しかし、最終日の朝、岡本も凄まじい重圧に苦しんでいました。「スタート前はトイレで手が震えっぱなし。1番のティーでも、ティーアップする時に手が震えた」と、後に語っているほどです。それでもティーショットを打つと平静さを取り戻し、岡本は見事森口に3打差の2位でフィニッシュ。1アンダーの4位に終わったキングを逆転し、賞金女王、ロレックス・プレーヤー・オブ・ザ・イヤー、試合ごとにかけられたポイントを競う、マツダLPGAシリーズチャンピオンの3冠に輝いたのです。
賞金女王の決定直後、仲の良いパティ・リゾやジェーン・ゲディスらに担がれて祝福された感動のシーンは、伝説となりました。それは岡本が追い込まれていた苦しい精神状態を、親しい仲間たちが感じ取っていたことの証明でもあったのです。
畑岡は最高のプレーをするもコ・ジンヨンがそれを上回る
ひるがえって、今回の畑岡の健闘ぶり。シーズン最終戦のCME選手権に賞金ランキング5位で臨んだ畑岡でしたが、大会には女子ゴルフ史上最高額となる150万ドル(約1億6500万円)という超ビッグな優勝賞金が用意されていたため、優勝ならばコ・ジンヨン(韓国)を逆転するチャンスもありました。
最終日は通算14アンダーでコ、畑岡、ネリー・コルダ(米国)、セリーヌ・ブティエ(仏)の4人が首位に並んでスタート。コが1番から3連続バーディーで飛び出すと、畑岡も2、3番の連続バーディーで追走します。折り返し時点でつけられた3打差を必死に詰めようと試み、最終的には9バーディー、1ボギーの64をマークして、通算22アンダーでフィニッシュしました。
ところがその上を行ったのがコ。この日だけで9アンダーの63でラウンドし、通算23アンダーで3年連続の賞金王をゲットしました。
畑岡は34年ぶりとなる日本人2人目の賞金女王に1ストローク足りずに涙をのみました。それでも賞金ランキング3位は2009年の宮里藍に並ぶ日本人歴代2番目の好成績です。畑岡選手はホールアウト後「メジャーを取りたいという気持ちは変わらない」と前を向きました。
この言葉を聞いて、筆者はある偶然に気づきました。畑岡は今年の全米女子オープンで、笹生優花とのプレーオフに敗れ、惜しくも2位に終わっています。

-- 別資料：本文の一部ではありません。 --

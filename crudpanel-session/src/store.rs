use crate::factory::{ProviderSession, SessionFactory};
use crudpanel_core::{AppConfig, CoreError, Credentials, ErrorExt, Provider};
use reddit_client::RedditSession;
use serde::Serialize;
use std::fmt;
use tracing::{info, warn};
use youtube_client::YouTubeSession;

#[derive(Debug, Clone, Copy, PartialEq, Eq, Serialize)]
#[serde(rename_all = "snake_case")]
pub enum SessionState {
    NoCredentials,
    Active,
}

/// What a successful credential submission established.
#[derive(Debug, Clone, PartialEq, Eq, Serialize)]
pub struct ValidationOutcome {
    pub provider: Provider,
    /// Canonical account name, when the provider has one to check.
    pub identity: Option<String>,
}

impl fmt::Display for ValidationOutcome {
    fn fmt(&self, f: &mut fmt::Formatter<'_>) -> fmt::Result {
        match &self.identity {
            Some(name) => write!(f, "Logged in to {} as {}", self.provider, name),
            None => write!(f, "{} credentials saved", self.provider),
        }
    }
}

/// Holds at most one live session per provider.
///
/// A session only gets in here after the factory established it, so
/// anything borrowed through [`reddit`](CredentialStore::reddit) or
/// [`youtube`](CredentialStore::youtube) is known to be valid.
#[derive(Debug)]
pub struct CredentialStore {
    factory: SessionFactory,
    reddit: Option<RedditSession>,
    youtube: Option<YouTubeSession>,
}

impl CredentialStore {
    pub fn new(config: AppConfig) -> Self {
        Self {
            factory: SessionFactory::new(config),
            reddit: None,
            youtube: None,
        }
    }

    pub fn config(&self) -> &AppConfig {
        self.factory.config()
    }

    /// Replaces the provider's session with one built from `credentials`.
    ///
    /// The old session is dropped before the new one is attempted, so a
    /// failed submission leaves the provider with no session at all.
    pub async fn submit(&mut self, credentials: Credentials) -> Result<ValidationOutcome, CoreError> {
        let provider = credentials.provider();
        self.clear(provider);

        let session = match self.factory.establish(&credentials).await {
            Ok(session) => session,
            Err(e) => {
                warn!("Discarding {} credentials", provider);
                e.log_warn();
                return Err(e);
            }
        };

        debug_assert_eq!(session.provider(), provider);
        let identity = match session {
            ProviderSession::Reddit(session) => {
                let name = session.username().to_string();
                self.reddit = Some(session);
                Some(name)
            }
            ProviderSession::YouTube(session) => {
                self.youtube = Some(session);
                None
            }
        };

        info!("{} session active", provider);
        Ok(ValidationOutcome { provider, identity })
    }

    pub fn clear(&mut self, provider: Provider) {
        let had_session = match provider {
            Provider::Reddit => self.reddit.take().is_some(),
            Provider::YouTube => self.youtube.take().is_some(),
        };
        if had_session {
            info!("Cleared {} session", provider);
        }
    }

    pub fn state(&self, provider: Provider) -> SessionState {
        let active = match provider {
            Provider::Reddit => self.reddit.is_some(),
            Provider::YouTube => self.youtube.is_some(),
        };
        if active {
            SessionState::Active
        } else {
            SessionState::NoCredentials
        }
    }

    pub fn reddit(&self) -> Result<&RedditSession, CoreError> {
        self.reddit.as_ref().ok_or(CoreError::NoActiveSession {
            provider: Provider::Reddit,
        })
    }

    pub fn youtube(&self) -> Result<&YouTubeSession, CoreError> {
        self.youtube.as_ref().ok_or(CoreError::NoActiveSession {
            provider: Provider::YouTube,
        })
    }
}

#[cfg(test)]
mod tests {
    use super::*;
    use crudpanel_core::{ErrorKind, YouTubeCredentials};

    #[test]
    fn test_empty_store() {
        let store = CredentialStore::new(AppConfig::default());
        assert_eq!(store.state(Provider::Reddit), SessionState::NoCredentials);
        assert_eq!(store.state(Provider::YouTube), SessionState::NoCredentials);

        let error = store.reddit().unwrap_err();
        assert_eq!(error.kind(), ErrorKind::Authentication);
        assert!(matches!(
            error,
            CoreError::NoActiveSession {
                provider: Provider::Reddit
            }
        ));
    }

    #[tokio::test]
    async fn test_youtube_submit_and_clear() {
        let mut store = CredentialStore::new(AppConfig::default());
        let credentials = YouTubeCredentials::new("some-key").unwrap();

        let outcome = store
            .submit(Credentials::YouTube(credentials))
            .await
            .unwrap();
        assert_eq!(outcome.provider, Provider::YouTube);
        assert_eq!(outcome.identity, None);
        assert_eq!(store.state(Provider::YouTube), SessionState::Active);
        assert!(store.youtube().is_ok());
        assert_eq!(store.state(Provider::Reddit), SessionState::NoCredentials);

        store.clear(Provider::YouTube);
        assert_eq!(store.state(Provider::YouTube), SessionState::NoCredentials);
        assert!(store.youtube().is_err());
    }

    #[test]
    fn test_validation_outcome_display() {
        let outcome = ValidationOutcome {
            provider: Provider::Reddit,
            identity: Some("tester".to_string()),
        };
        assert_eq!(outcome.to_string(), "Logged in to reddit as tester");

        let outcome = ValidationOutcome {
            provider: Provider::YouTube,
            identity: None,
        };
        assert_eq!(outcome.to_string(), "youtube credentials saved");
    }
}
impl RedditApiClient {
    /// Builds the HTTP client every Reddit call goes through.
    ///
    /// Fails with `AuthenticationFailed` when `user_agent` cannot be sent as a
    /// header value.
    pub fn new(
        user_agent: &str,
        endpoints: &RedditEndpoints,
        timeout: Duration,
        upload_timeout: Duration,
    ) -> Result<Self, CoreError> {
        if let Err(e) = HeaderValue::from_str(user_agent) {
            error!("Rejected malformed user agent: {}", e);
            return Err(CoreError::RedditApi(RedditApiError::AuthenticationFailed {
                reason: format!("malformed user agent: {}", e),
            }));
        }

        let api_base = endpoints.api_base.trim_end_matches('/').to_string();
        let media_scheme = Url::parse(&api_base)
            .map(|url| url.scheme().to_string())
            .map_err(|e| CoreError::invalid_input(format!("invalid Reddit API base: {}", e)))?;

        let http_client = Client::builder()
            .user_agent(user_agent)
            .timeout(timeout)
            .redirect(Policy::none())
            .build()?;

        Ok(Self {
            http_client,
            api_base,
            media_scheme,
            user_agent: user_agent.to_string(),
            upload_timeout,
        })
    }

    pub(crate) fn http_client(&self) -> &Client {
        &self.http_client
    }

    pub fn user_agent(&self) -> &str {
        &self.user_agent
    }

    async fn send(
        &self,
        method: Method,
        endpoint: &str,
        access_token: &str,
        query_params: Option<&[(&str, &str)]>,
        form: Option<&[(&str, &str)]>,
    ) -> Result<Response, CoreError> {
        let url = format!("{}{}", self.api_base, endpoint);

        let mut request_builder = self
            .http_client
            .request(method.clone(), &url)
            .bearer_auth(access_token);

        if let Some(params) = query_params {
            request_builder = request_builder.query(params);
        }
        if let Some(fields) = form {
            request_builder = request_builder.form(fields);
        }

        info!("Making Reddit API request: {} {}", method, endpoint);
        match request_builder.send().await {
            Ok(response) => Ok(response),
            Err(e) => {
                error!("Network error for {} {}: {}", method, endpoint, e);
                if e.is_timeout() {
                    Err(CoreError::RedditApi(RedditApiError::RequestTimeout))
                } else {
                    Err(CoreError::Network(e))
                }
            }
        }
    }

    pub async fn make_request(
        &self,
        method: Method,
        endpoint: &str,
        access_token: &str,
        query_params: Option<&[(&str, &str)]>,
        form: Option<&[(&str, &str)]>,
    ) -> Result<Response, CoreError> {
        let response = self
            .send(method, endpoint, access_token, query_params, form)
            .await?;
        ensure_success(response, endpoint).await
    }

    pub async fn get_user_info(&self, access_token: &str) -> Result<RedditUserData, CoreError> {
        let response = self
            .make_request(Method::GET, "/api/v1/me", access_token, None, None)
            .await?;

        let user_data: RedditUserData = response.json().await.map_err(|e| {
            error!("Failed to parse user data: {}", e);
            CoreError::RedditApi(RedditApiError::InvalidResponse {
                details: "Failed to parse user data".to_string(),
            })
        })?;

        debug!("Retrieved user info for: {}", user_data.name);
        Ok(user_data)
    }

    /// One page of `/r/{subreddit}/new`, newest first.
    pub async fn get_new_posts(
        &self,
        access_token: &str,
        subreddit: &str,
        limit: u32,
        after: Option<&str>,
    ) -> Result<RedditListing<RedditPostData>, CoreError> {
        let endpoint = format!("/r/{}/new", subreddit);
        let limit_str = limit.to_string();
        let mut params = vec![("limit", limit_str.as_str()), ("raw_json", "1")];
        if let Some(after_val) = after {
            params.push(("after", after_val));
        }

        let response = self
            .send(
                Method::GET,
                &endpoint,
                access_token,
                Some(params.as_slice()),
                None,
            )
            .await?;

        // Unknown subreddits answer 404, or redirect to the search page.
        let status = response.status();
        if status == StatusCode::NOT_FOUND || status.is_redirection() {
            warn!("r/{} does not exist (status {})", subreddit, status);
            return Err(CoreError::RedditApi(RedditApiError::SubredditNotFound {
                subreddit: subreddit.to_string(),
            }));
        }
        let response = ensure_success(response, &endpoint).await?;

        let listing: RedditListing<RedditPostData> = response.json().await.map_err(|e| {
            error!("Failed to parse subreddit posts: {}", e);
            CoreError::RedditApi(RedditApiError::InvalidResponse {
                details: format!("Failed to parse posts for r/{}", subreddit),
            })
        })?;

        info!(
            "Retrieved {} posts from r/{}",
            listing.data.children.len(),
            subreddit
        );
        Ok(listing)
    }

    /// Looks up things by fullname (`t3_...`). Unknown ids yield an empty listing.
    pub async fn get_info(
        &self,
        access_token: &str,
        fullname: &str,
    ) -> Result<RedditListing<RedditPostData>, CoreError> {
        let params = [("id", fullname), ("raw_json", "1")];
        let response = self
            .make_request(Method::GET, "/api/info", access_token, Some(&params[..]), None)
            .await?;

        parse_json(response, "info listing").await
    }

    pub async fn submit_post(
        &self,
        access_token: &str,
        request: &SubmitRequest<'_>,
    ) -> Result<Option<SubmitData>, CoreError> {
        let form = request.form_fields();
        let response = self
            .make_request(
                Method::POST,
                "/api/submit",
                access_token,
                None,
                Some(form.as_slice()),
            )
            .await?;

        let body: RedditJsonResponse<SubmitData> = parse_json(response, "submit response").await?;
        check_json_errors(&body.json.errors)?;
        Ok(body.json.data)
    }

    pub async fn edit_post_text(
        &self,
        access_token: &str,
        fullname: &str,
        text: &str,
    ) -> Result<(), CoreError> {
        let form = [("api_type", "json"), ("thing_id", fullname), ("text", text)];
        let response = self
            .make_request(
                Method::POST,
                "/api/editusertext",
                access_token,
                None,
                Some(&form[..]),
            )
            .await?;

        let body: RedditJsonResponse<serde_json::Value> =
            parse_json(response, "edit response").await?;
        check_json_errors(&body.json.errors)?;
        debug!("Edited text of {}", fullname);
        Ok(())
    }

    pub async fn delete_thing(&self, access_token: &str, fullname: &str) -> Result<(), CoreError> {
        let form = [("id", fullname)];
        self.make_request(Method::POST, "/api/del", access_token, None, Some(&form[..]))
            .await?;
        debug!("Deleted {}", fullname);
        Ok(())
    }

    pub async fn request_media_lease(
        &self,
        access_token: &str,
        file_name: &str,
        mime_type: &str,
    ) -> Result<MediaLease, CoreError> {
        let form = [("filepath", file_name), ("mimetype", mime_type)];
        let response = self
            .make_request(
                Method::POST,
                "/api/media/asset.json",
                access_token,
                None,
                Some(&form[..]),
            )
            .await?;

        let lease: MediaLease = parse_json(response, "media upload lease").await?;
        debug!("Obtained media lease {} for {}", lease.asset.asset_id, file_name);
        Ok(lease)
    }

    /// Posts the file to the storage bucket named in `lease` and returns the
    /// URL Reddit expects in the submit call.
    pub async fn upload_to_lease(
        &self,
        lease: &MediaLease,
        file_name: &str,
        mime_type: &str,
        bytes: Vec<u8>,
    ) -> Result<String, CoreError> {
        let upload_url = self.lease_url(&lease.args.action);

        let mut key = None;
        let mut form = Form::new();
        for field in &lease.args.fields {
            if field.name == "key" {
                key = Some(field.value.clone());
            }
            form = form.text(field.name.clone(), field.value.clone());
        }
        let key = key.ok_or_else(|| {
            CoreError::RedditApi(RedditApiError::MediaUploadFailed {
                details: "upload lease carried no storage key".to_string(),
            })
        })?;

        let part = Part::bytes(bytes)
            .file_name(file_name.to_string())
            .mime_str(mime_type)?;
        form = form.part("file", part);

        info!("Uploading {} ({}) to Reddit media storage", file_name, mime_type);
        let response = self
            .http_client
            .post(&upload_url)
            .multipart(form)
            .timeout(self.upload_timeout)
            .send()
            .await
            .map_err(|e| {
                error!("Media upload of {} failed: {}", file_name, e);
                CoreError::RedditApi(RedditApiError::MediaUploadFailed {
                    details: e.to_string(),
                })
            })?;

        if !response.status().is_success() {
            error!("Media storage rejected {} with {}", file_name, response.status());
            return Err(CoreError::RedditApi(RedditApiError::MediaUploadFailed {
                details: format!("storage responded with {}", response.status()),
            }));
        }

        Ok(format!("{}/{}", upload_url, key))
    }

    fn lease_url(&self, action: &str) -> String {
        // Leases come back scheme-relative ("//bucket.host/...").
        if action.starts_with("//") {
            format!("{}:{}", self.media_scheme, action)
        } else {
            action.to_string()
        }
    }
}
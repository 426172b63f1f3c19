use crudpanel_core::{AppConfig, CoreError, Credentials, Provider};
use reddit_client::RedditSession;
use tracing::info;
use youtube_client::YouTubeSession;

/// A freshly established session for one provider.
#[derive(Debug)]
pub enum ProviderSession {
    Reddit(RedditSession),
    YouTube(YouTubeSession),
}

impl ProviderSession {
    pub fn provider(&self) -> Provider {
        match self {
            ProviderSession::Reddit(_) => Provider::Reddit,
            ProviderSession::YouTube(_) => Provider::YouTube,
        }
    }
}

/// Turns credentials into a usable session, or explains why it cannot.
#[derive(Debug, Clone)]
pub struct SessionFactory {
    config: AppConfig,
}

impl SessionFactory {
    pub fn new(config: AppConfig) -> Self {
        Self { config }
    }

    pub fn config(&self) -> &AppConfig {
        &self.config
    }

    /// Reddit sessions are verified against `/api/v1/me` before they are
    /// returned. YouTube keys are taken on trust until the first call.
    pub async fn establish(&self, credentials: &Credentials) -> Result<ProviderSession, CoreError> {
        info!("Establishing {} session", credentials.provider());
        match credentials {
            Credentials::Reddit(reddit) => RedditSession::establish(reddit, &self.config)
                .await
                .map(ProviderSession::Reddit),
            Credentials::YouTube(youtube) => {
                YouTubeSession::new(youtube, &self.config).map(ProviderSession::YouTube)
            }
        }
    }
}
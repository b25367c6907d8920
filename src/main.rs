use clap::Parser;
use anyhow::{Context, Result};
use std::sync::atomic::Ordering;
use std::time::Duration;

use sync_indicator::{
    cli::{Cli, OutputFormat},
    AggregateState, AppEvent, IconSet, IndicatorConfig, PollResult, StateReconciler,
    StatusSampler, StatusWatcher,
};

fn main() -> Result<()> {
    let cli = Cli::parse();

    if let Err(err) = cli.validate() {
        eprintln!("Error: {}", err);
        std::process::exit(1);
    }

    cli.setup_logging();

    let mut config = IndicatorConfig::load(cli.config.as_deref())?;
    config.apply_env();
    cli.apply_to(&mut config);

    if let Err(err) = config.validate() {
        eprintln!("Error: {}", err);
        std::process::exit(1);
    }

    let log_file = config.presentation.log_file_path();

    if cli.log_path {
        println!("{}", log_file.display());
        return Ok(());
    }

    if cli.open_log {
        tracing::info!("Opening {}", log_file.display());
        open::that(&log_file)
            .with_context(|| format!("Failed to open log file {}", log_file.display()))?;
        return Ok(());
    }

    if cli.raw {
        return run_raw_mode(&config);
    }

    if cli.once {
        let state = run_once_mode(&cli, &config)?;
        std::process::exit(state.exit_code());
    }

    run_watch_mode(&cli, &config)
}

fn run_raw_mode(config: &IndicatorConfig) -> Result<()> {
    let mut sampler = StatusSampler::from_config(&config.sampler);

    match sampler.capture() {
        Some(output) => print!("{}", output),
        None => {
            eprintln!("No output from `{}`", config.sampler.command);
            std::process::exit(2);
        }
    }

    Ok(())
}

fn run_once_mode(cli: &Cli, config: &IndicatorConfig) -> Result<AggregateState> {
    let mut sampler = StatusSampler::from_config(&config.sampler);
    let mut reconciler = StateReconciler::new(config.patterns.classifier()?);

    let lines = sampler.sample();
    let result = reconciler.tick(&lines);
    print_result(&result, cli, None)?;

    Ok(result.state)
}

fn run_watch_mode(cli: &Cli, config: &IndicatorConfig) -> Result<()> {
    let icons = config.presentation.icon_dir.as_ref().map(IconSet::load);
    let watcher = StatusWatcher::new(config)?;

    tracing::info!(
        "Polling `{} {}` every {}s",
        config.sampler.command,
        config.sampler.args.join(" "),
        config.watcher.interval_secs
    );

    let running = watcher.running_flag();
    let r = running.clone();
    ctrlc::set_handler(move || {
        r.store(false, Ordering::SeqCst);
    })?;

    while running.load(Ordering::SeqCst) {
        match watcher.recv_timeout(Duration::from_millis(100)) {
            Ok(AppEvent::StateChanged(result)) => print_result(&result, cli, icons.as_ref())?,
            Ok(AppEvent::Polled(_)) => continue,
            Err(std::sync::mpsc::RecvTimeoutError::Timeout) => continue,
            Err(std::sync::mpsc::RecvTimeoutError::Disconnected) => break,
        }
    }

    // The poller may be mid-command or asleep; it exits on its next check
    watcher.stop();
    Ok(())
}

fn print_result(result: &PollResult, cli: &Cli, icons: Option<&IconSet>) -> Result<()> {
    match cli.output {
        OutputFormat::Json => println!("{}", serde_json::to_string(result)?),
        OutputFormat::Text => print_text_result(result, cli, icons),
        OutputFormat::Compact => print_compact_result(result),
    }
    Ok(())
}

fn print_text_result(result: &PollResult, cli: &Cli, icons: Option<&IconSet>) {
    let time_str = result.polled_at.format("%H:%M:%S");
    let state = result.state.label();
    let lines = format!("{} status line(s)", result.line_count);

    if cli.no_color {
        println!("[{}] {} {}", time_str, state, lines);
    } else {
        let color = match result.state {
            AggregateState::Ok => "\x1b[32m",     // Green
            AggregateState::Active => "\x1b[33m", // Yellow
            AggregateState::Error => "\x1b[31m",  // Red
        };
        println!("[{}] {}{}\x1b[0m {}", time_str, color, state, lines);
    }

    if let Some(icons) = icons {
        println!("  icon: {}", icons.path_for(result.icon()).display());
    }
}

fn print_compact_result(result: &PollResult) {
    let variant = match result.state {
        AggregateState::Ok if result.alternation => "+",
        AggregateState::Ok => "-",
        _ => " ",
    };
    println!("{}{} {}", result.state.short_code(), variant, result.line_count);
}
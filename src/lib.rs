pub mod cli;
pub mod config;
pub mod events;
pub mod icons;
pub mod reconciler;
pub mod sampler;
pub mod watcher;

pub use config::IndicatorConfig;
pub use events::*;
pub use icons::{IconSet, IndicatorIcon};
pub use reconciler::{AggregateState, LineCategory, StateReconciler, StatusClassifier};
pub use sampler::{extract_status_lines, CommandSource, StatusLine, StatusSampler, StatusSource};
pub use watcher::{LatestResult, StatusWatcher};
use std::path::PathBuf;
use clap::{Parser, ValueEnum};
use tracing_subscriber::EnvFilter;

use crate::config::{split_command_line, IndicatorConfig};

#[derive(Parser)]
#[command(name = "sync-indicator")]
#[command(author = "sync-indicator contributors")]
#[command(version)]
#[command(about = "Polls a sync client's status and reports it as an indicator state")]
#[command(long_about = "sync-indicator runs the sync client's status command on a fixed cadence, reduces its status lines to OK, ACTIVE or ERROR, and reports every change. Use it headless, from scripts, or as the backend of a tray icon.")]
pub struct Cli {
    /// Configuration file (TOML)
    #[arg(short, long, value_name = "FILE", help = "Path to a TOML config file")]
    pub config: Option<PathBuf>,

    /// Status command, overriding the configured one
    #[arg(long, value_name = "CMD", help = "Status command to run, split with shell quoting (e.g. \"sh -c 'jotta-cli status'\")")]
    pub command: Option<String>,

    /// Seconds between polls
    #[arg(short, long, value_name = "SECS", help = "Polling interval in seconds")]
    pub interval: Option<u64>,

    /// Status command timeout
    #[arg(long, value_name = "MS", help = "Status command timeout in ms")]
    pub timeout: Option<u64>,

    /// Output format
    #[arg(long, default_value = "text", help = "Output format")]
    pub output: OutputFormat,

    /// Poll once and exit
    #[arg(long, help = "Poll once; exit code 0 = ok, 1 = active, 2 = error")]
    pub once: bool,

    /// Print the full status output
    #[arg(long, help = "Print the raw status command output and exit")]
    pub raw: bool,

    /// Print the log file location
    #[arg(long, help = "Print the sync client's log file path and exit")]
    pub log_path: bool,

    /// Open the log file
    #[arg(long, help = "Open the sync client's log file and exit")]
    pub open_log: bool,

    /// Icon directory
    #[arg(long, value_name = "DIR", help = "Directory with indicator icons; prints the icon for each change")]
    pub icons: Option<PathBuf>,

    /// Enable verbose logging
    #[arg(short, long, help = "Enable verbose output")]
    pub verbose: bool,

    /// Disable colors in output
    #[arg(long, help = "Disable colored output")]
    pub no_color: bool,
}

#[derive(Debug, Clone, ValueEnum)]
pub enum OutputFormat {
    /// Timestamped, colored lines (default)
    Text,
    /// JSON output for scripting
    Json,
    /// Compact single-line format
    Compact,
}

impl Cli {
    /// Apply command-line overrides on top of a loaded config
    pub fn apply_to(&self, config: &mut IndicatorConfig) {
        if let Some(command) = &self.command {
            if let Err(err) = config.sampler.set_command_line(command) {
                tracing::warn!("Ignoring --command: {}", err);
            }
        }

        if let Some(interval) = self.interval {
            config.watcher.interval_secs = interval;
        }

        if let Some(timeout) = self.timeout {
            config.sampler.timeout_ms = timeout;
        }

        if let Some(icons) = &self.icons {
            config.presentation.icon_dir = Some(icons.clone());
        }
    }

    pub fn setup_logging(&self) {
        let level = if self.verbose { "debug" } else { "info" };
        let filter = EnvFilter::try_from_default_env().unwrap_or_else(|_| EnvFilter::new(level));

        // Logs go to stderr so JSON on stdout stays parseable
        tracing_subscriber::fmt()
            .with_env_filter(filter)
            .with_writer(std::io::stderr)
            .with_ansi(!self.no_color)
            .with_target(false)
            .with_thread_ids(false)
            .with_file(false)
            .with_line_number(false)
            .init();
    }

    pub fn validate(&self) -> Result<(), String> {
        if let Some(config) = &self.config {
            if !config.is_file() {
                return Err(format!("Config file does not exist: {}", config.display()));
            }
        }

        if let Some(command) = &self.command {
            match split_command_line(command) {
                Ok(words) if words.is_empty() => {
                    return Err("Command must not be empty".to_string())
                }
                Ok(_) => {}
                Err(err) => return Err(format!("Invalid command: {}", err)),
            }
        }

        if self.interval == Some(0) {
            return Err("Interval must be greater than 0".to_string());
        }

        if self.timeout == Some(0) {
            return Err("Timeout must be greater than 0".to_string());
        }

        if let Some(icons) = &self.icons {
            if !icons.is_dir() {
                return Err(format!("Icon directory does not exist: {}", icons.display()));
            }
        }

        Ok(())
    }
}

impl Default for Cli {
    fn default() -> Self {
        Self {
            config: None,
            command: None,
            interval: None,
            timeout: None,
            output: OutputFormat::Text,
            once: false,
            raw: false,
            log_path: false,
            open_log: false,
            icons: None,
            verbose: false,
            no_color: false,
        }
    }
}
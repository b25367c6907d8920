use sync_indicator::{extract_status_lines, AggregateState, StateReconciler, StatusLine};

fn lines(raw: &[&str]) -> Vec<StatusLine> {
    raw.iter().map(|l| StatusLine::new(l)).collect()
}

#[test]
fn test_two_up_to_date_lines() {
    let reconciler = StateReconciler::default();
    let input = lines(&["Status: Up to date", "Status: Up to date"]);

    assert_eq!(reconciler.reconcile(&input, false), (AggregateState::Ok, true));
}

#[test]
fn test_upload_beats_up_to_date() {
    let reconciler = StateReconciler::default();
    let input = lines(&["Status: Uploading file.txt", "Status: Up to date"]);

    assert_eq!(reconciler.reconcile(&input, false).0, AggregateState::Active);
}

#[test]
fn test_no_lines_is_error() {
    let reconciler = StateReconciler::default();

    for previous in [false, true] {
        assert_eq!(reconciler.reconcile(&[], previous), (AggregateState::Error, previous));
    }
}

#[test]
fn test_corrupted_entry_is_error() {
    let reconciler = StateReconciler::default();
    let input = lines(&["Status: corrupted entry"]);

    assert_eq!(reconciler.reconcile(&input, false).0, AggregateState::Error);
}

#[test]
fn test_non_status_lines_contribute_nothing() {
    let reconciler = StateReconciler::default();
    let input = extract_status_lines("Device: laptop\nStatus: Up to date\nFolder: ~/Docs\n");

    assert_eq!(input.len(), 1);
    assert_eq!(reconciler.reconcile(&input, true), (AggregateState::Ok, false));
}

#[test]
fn test_all_case_variants_are_ok() {
    let reconciler = StateReconciler::default();
    let output = "Status: Up To Date\nSTATUS: UP TO DATE\nstatus: up to date";
    let input = extract_status_lines(output);

    assert_eq!(input.len(), 3);
    assert_eq!(reconciler.reconcile(&input, false).0, AggregateState::Ok);
}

実は岡本も、賞金女王になった1987年の全米女子オープンでは、ローラ・デービース(英国)、ジョアン・カーナー(米国)との3人プレーオフを戦っています。岡本はデービースに次ぐ2位タイに終わっていますが、全米女子オープンは、その年の誰もが照準を絞って臨む最高峰の大会。その大会でプレーオフに残るということは、すでに賞金女王にいつなってもおかしくないだけの、実力を備えていることにもなるのでしょう。
来年の畑岡選手には、十分期待して良さそうです。